Would you like to know what you can do to increase your LinkedIn InMail response rate?
I have a couple of powerful ideas to share, but you might be disappointed by this post if you’re expecting a cookie-cutter article with the familiar advice everyone gives for increasing their messaging response rate – InMail or otherwise.
This isn’t a “Top 5 Tips to Improve your InMail Response” article with a “recipe for success” – if that’s what you’re looking for, don’t bother reading any further.
You won’t be getting any one-liners or script ideas from me.
If you’re looking to ponder a bit on the mysteries of why people who aren’t looking for a job might respond to a recruiter, then read on.
How Do People Feel About Being Approached by Recruiters on LinkedIn?
Some of you may recall a LinkedIn blog post back in January of 2011 that featured the results of a LinkedIn poll titled “Does a recruiter approaching you unsolicited on Linkedin bother you?” that received nearly 14,000 responses and over 1,500 comments.
47% of the respondents claimed that being approached by recruiters on LinkedIn doesn’t bother them at all.
Of course, that doesn’t mean that they will respond – just that they aren’t annoyed.

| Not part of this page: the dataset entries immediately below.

// Compiled-in checkpoint range: the chain's trusted anchor so a light client
// never has to sync from the real genesis. The header content here is
// synthetic (deterministically generated, not sourced from a live network)
// since no real Handshake chain data is available to embed; see DESIGN.md.

use crate::wire::messages::{BlockHeader, HEADER_SIZE};

pub const CHECKPOINT_HEIGHT: u32 = 200_000;
pub const NUM_CHECKPOINT_HEADERS: u32 = 150;

/// Builds the compiled-in checkpoint range `[CHECKPOINT_HEIGHT, CHECKPOINT_HEIGHT + 149]`.
/// Each header's `prev_hash` chains to the BLAKE3 hash of its predecessor,
/// satisfying the same linkage invariant as any header accepted later by
/// `try_append`. Field values beyond the linkage are derived from the height
/// so the range is fully deterministic and reproducible across processes.
pub fn checkpoint_headers() -> Vec<(u32, BlockHeader, [u8; 32])> {
    let mut out = Vec::with_capacity(NUM_CHECKPOINT_HEADERS as usize);
    let mut prev_hash = *blake3::hash(b"hnsresolve-checkpoint-anchor").as_bytes();

    for i in 0..NUM_CHECKPOINT_HEADERS {
        let height = CHECKPOINT_HEIGHT + i;
        let name_root = *blake3::hash(format!("name-root-{height}").as_bytes()).as_bytes();
        let extra_root = *blake3::hash(format!("extra-root-{height}").as_bytes()).as_bytes();
        let mask_hash = *blake3::hash(format!("mask-{height}").as_bytes()).as_bytes();

        let header = BlockHeader {
            version: 1,
            prev_hash,
            name_root,
            extra_root,
            mask_hash,
            time: 1_700_000_000 + height as u64 * 30,
            bits: 0x1d00_ffff,
            nonce: height as u64,
            extra_nonce: [0u8; 84],
        };
        let hash = header.hash();
        out.push((height, header, hash));
        prev_hash = hash;
    }

    debug_assert_eq!(out.len(), NUM_CHECKPOINT_HEADERS as usize);
    out
}

pub const _STATIC_HEADER_SIZE_CHECK: usize = HEADER_SIZE;

#[cfg(test)]
mod tests {
    use super::*;

    #[test]
    fn checkpoint_range_is_internally_consistent() {
        let headers = checkpoint_headers();
        assert_eq!(headers.len(), NUM_CHECKPOINT_HEADERS as usize);
        assert_eq!(headers[0].0, CHECKPOINT_HEIGHT);
        for pair in headers.windows(2) {
            let (_, _, prev_hash) = &pair[0];
            let (_, header, _) = &pair[1];
            assert_eq!(&header.prev_hash, prev_hash);
        }
    }

    #[test]
    fn checkpoint_range_is_deterministic() {
        assert_eq!(checkpoint_headers(), checkpoint_headers());
    }
}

More interestingly, 48% claimed that they did not mind being approached unsolicited on LinkedIn, provided the role is relevant.
Again, not minding is not synonymous with earning a response.

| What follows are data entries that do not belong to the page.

// CLI - command-line interface for the resolver binary.

pub mod config;
pub mod runner;

use std::path::PathBuf;

use clap::{Parser, Subcommand};

#[derive(Parser, Debug)]
#[command(name = "hnsresolve")]
#[command(author = "HNSResolve Contributors")]
#[command(version = env!("CARGO_PKG_VERSION"))]
#[command(about = "SPV light-client resolver for the Handshake naming blockchain")]
pub struct Cli {
    #[command(subcommand)]
    pub command: Commands,

    /// Enable verbose (debug) logging.
    #[arg(short, long, global = true, default_value = "false")]
    pub verbose: bool,

    /// Log level (error, warn, info, debug, trace).
    #[arg(long, global = true, default_value = "info", env = "HNSRESOLVE_LOG")]
    pub log_level: String,
}

#[derive(Subcommand, Debug)]
pub enum Commands {
    /// Sync the header chain to the network tip.
    Sync(SyncCmd),

    /// Resolve a name hash by querying a full-node peer for a proof.
    Query(QueryCmd),

    /// Show the locally known chain tip and network height.
    Info(InfoCmd),
}

#[derive(Parser, Debug)]
pub struct SyncCmd {
    /// Base path for persisted chain/peer data.
    #[arg(short = 'd', long, env = "HNSRESOLVE_BASE_PATH")]
    pub base_path: Option<PathBuf>,

    /// DNS seed hostnames, comma-separated (protocol default port applied if absent).
    #[arg(long, value_delimiter = ',', env = "HNSRESOLVE_DNS_SEEDS")]
    pub dns_seeds: Vec<String>,

    /// Error count at/above which a peer is excluded from candidate lists.
    #[arg(long, default_value_t = crate::registry::DEFAULT_EXCLUSION_THRESHOLD)]
    pub exclusion_threshold: u32,
}

#[derive(Parser, Debug)]
pub struct QueryCmd {
    /// Base path for persisted chain/peer data.
    #[arg(short = 'd', long, env = "HNSRESOLVE_BASE_PATH")]
    pub base_path: Option<PathBuf>,

    /// DNS seed hostnames, comma-separated.
    #[arg(long, value_delimiter = ',', env = "HNSRESOLVE_DNS_SEEDS")]
    pub dns_seeds: Vec<String>,

    /// 32-byte name hash, hex-encoded.
    #[arg(long)]
    pub name_hash: String,
}

#[derive(Parser, Debug)]
pub struct InfoCmd {
    /// Base path for persisted chain/peer data.
    #[arg(short = 'd', long, env = "HNSRESOLVE_BASE_PATH")]
    pub base_path: Option<PathBuf>,
}

#[cfg(test)]
mod tests {
    use super::*;

    #[test]
    fn parses_sync_command() {
        let cli = Cli::try_parse_from(["hnsresolve", "sync"]).unwrap();
        assert!(matches!(cli.command, Commands::Sync(_)));
    }

    #[test]
    fn parses_query_command_with_name_hash() {
        let cli = Cli::try_parse_from(["hnsresolve", "query", "--name-hash", "ab".repeat(32).as_str()]).unwrap();
        match cli.command {
            Commands::Query(cmd) => assert_eq!(cmd.name_hash.len(), 64),
            _ => panic!("expected Query command"),
        }
    }

    #[test]
    fn parses_comma_separated_dns_seeds() {
        let cli = Cli::try_parse_from(["hnsresolve", "sync", "--dns-seeds", "a.example:12038,b.example:12038"]).unwrap();
        match cli.command {
            Commands::Sync(cmd) => assert_eq!(cmd.dns_seeds.len(), 2),
            _ => panic!("expected Sync command"),
        }
    }
}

I should point out that the poll only offered 4 options – 3 conditional “No’s” and only 1 conditional “Yes.”
I interpret the response of “No, [it doesn’t bother me] if the roles are relevant to me” as “Yes, it would bother me unless the roles are relevant to me.”
Now, it should not be surprising that the majority of those who responded would be bothered by recruiters reaching out to them unsolicited regarding opportunities that are irrelevant to them.
So it would seem that the obvious first step towards eliciting a response from a potential candidate starts with not annoying them. :)
So How Do You Know What’s Relevant to Someone?
If you’re any good, you’ve done your research on the person you’re sending an InMail to.
You should have a sense that that your opportunity could at the very least be a logical next step for them based on their career progression, and you should be able to explain such in your InMail by clearly calling out what you see in their work history that leads you to believe so.
That’s assuming of course that you have some idea of their career progression – which isn’t always easily accomplished.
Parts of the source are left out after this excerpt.